Die Studie1, die am 4. Juli 2026 in der Elsevier-Zeitschrift Finance Research Letters veröffentlicht wurde, basierte auf einer staatlichen Jahres-Panel-Datenbank, die alle 50 Bundesstaaten und den District of Columbia von 2001 bis 2024 umfasste.

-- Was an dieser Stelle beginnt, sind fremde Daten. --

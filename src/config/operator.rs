//! Operator identity: who is using the chat screen
//!
//! The back office resolves this from the session; the terminal client
//! reads it from config or the environment.

use crate::model::{Operator, Role};
use serde::Deserialize;

#[derive(Debug, Clone, PartialEq)]
pub struct OperatorConfig {
    /// User id of the advisor/admin
    pub id: String,
    /// ADMIN, OFFICE_ADMIN or ADVISOR
    pub role: Role,
    /// Office the operator belongs to (OFFICE_ADMIN scoping)
    pub office_id: Option<String>,
}

impl Default for OperatorConfig {
    fn default() -> Self {
        Self {
            id: "admin".to_string(),
            role: Role::Admin,
            office_id: None,
        }
    }
}

/// Operator settings as loaded from config file
#[derive(Debug, Deserialize, Default)]
pub struct FileOperator {
    pub id: Option<String>,
    pub role: Option<String>,
    pub office_id: Option<String>,
}

impl OperatorConfig {
    /// Create from file config; env values win over file values
    pub fn from_file(
        file: Option<FileOperator>,
        env_id: Option<String>,
        env_role: Option<String>,
    ) -> Self {
        let file = file.unwrap_or_default();
        let defaults = Self::default();

        let role = env_role
            .or(file.role)
            .map(|r| {
                Role::parse(&r).unwrap_or_else(|| {
                    eprintln!("Warning: unknown operator role {:?}, using ADVISOR", r);
                    Role::Advisor
                })
            })
            .unwrap_or(defaults.role);

        Self {
            id: env_id.or(file.id).unwrap_or(defaults.id),
            role,
            office_id: file.office_id,
        }
    }

    pub fn to_operator(&self) -> Operator {
        Operator {
            id: self.id.clone(),
            role: self.role,
            office_id: self.office_id.clone(),
        }
    }
}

Die Ökonomen Yingzhong Wang und Lili Wu von der Shenzhen-Universität verglichen die Bankrottraten vor und nach der Einführung von Freizeit-Cannabis-Gesetzen in den Staaten und fanden heraus, dass die Legalisierung mit etwa 38 weniger Anträgen pro 100.000 Einwohner pro Jahr verbunden war – ein Rückgang von etwa 12 Prozent im Vergleich zum Durchschnitt von 314 Anträgen pro 100.000 Einwohner vor der Legalisierung.

Das ist eine Wirkung auf der Bevölkerungsebene, nicht auf individuelle Antragsteller. Aber auf nationaler Ebene ist es nicht unbedeutend: etwa 400.000 US-Haushalte beantragen jährlich persönliche Bankrotten, und der Antrag hat Jahre der beschädigten Kreditwürdigkeit, eingeschränkten Zugangs zu Wohnraum und Arbeitsplätzen und verringerten Ausgaben zur Folge.

Die Verbindung zur Verhaftung

Der mehr innovative Beitrag des Papiers ist sein vorgeschlagener Mechanismus, den die Autoren als “Rechtskosten-Kanal” bezeichnen. Die Legalisierung, so argumentieren sie, verringert die Wahrscheinlichkeit, dass ein Haushalt wegen Marihuana verhaftet wird und die damit verbundenen Kosten – Gerichtsgebühren, Anwaltshonorare, verlorene Arbeitszeit und der langfristige finanzielle Druck eines Strafregisters.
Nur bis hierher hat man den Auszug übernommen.